The global road death toll - ddai
http://roadskillmap.com/

======
rayiner
My parents love to lecture me about the dangers of living in the city, so I
added up homicide and traffic deaths (per 100k):

Chicago: 3.3 homicides (north side) + 5.2 traffic = 8.5

Fairfax County: 1.4 homicides + 7 traffic deaths = 8.4

If you're white or asian and don't drive in Chicago:

Chicago: 2.5 homicides + 1.1 pedestrian deaths = 3.6

From the yuppie perspective, the scary thing about traffic deaths is that you
can't buy your way out of that risk the way you can buy your way out of crime
risk. Your middle class teenage kids are highly unlikely to be the victims of
violent crime, but are a major portion of the body count of driving deaths.

------
616c
Nice to see the Persian Gulf aspiring for records again.

Fun Snapple fact: on any road with 2+ lanes, the leftmost lane is nostagically
referred to as the crazy lane. If you go in it, it is culturally expected to
go as fast as you can (so even in a 50 or 60 km, you see expats and locals go
between 100-160 km or more, sometimes in Toyota SUVs with less common sense
than playboys in Italian sports cars).

As a reminder of how out of control it is, you will see car carcases (I strain
to call them car bodies) from horrendous accidents on the side of the road to
remind you shit is real over here.

Driving with your family in the car is interesting. You must practice some
minium of road rage, lest you get run over. Using profanity does not help, as
that leads to violation in indeceny laws. So I think of clever ways of
threatening people ambiguously regardless of background (commonly Gulf Arab,
Arab, South Asian, and Southeast Asian).

Hint: you use your car as a weapon if you wish to survive.

------
bjorns
I was thinking about this the other day. I think when I checked last the US
death toll was about 3 times that of Sweden.

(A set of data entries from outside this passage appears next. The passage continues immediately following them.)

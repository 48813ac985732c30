pub mod handlers;
pub mod principal;
pub mod response;
mod routes;

pub use routes::create_router;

This is all good. The swedish government has been spending ridiculous amounts
of money building away death in traffic.

But, I suspect the americans probably drive a _lot_ more than the average
swede. I think if you change the death toll from per-person to per-driver the
numbers will change and if you change it to per-driven-mile I'm not sure there
will be a difference any more. Anyone know if there are numbers on this? Can't
be impossible to produce. Maybe you can estimate using national gas
consumption?

edit: Found it, turns out: nope.
[https://www.fhwa.dot.gov/ohim/onh00/bar4.htm](https://www.fhwa.dot.gov/ohim/onh00/bar4.htm)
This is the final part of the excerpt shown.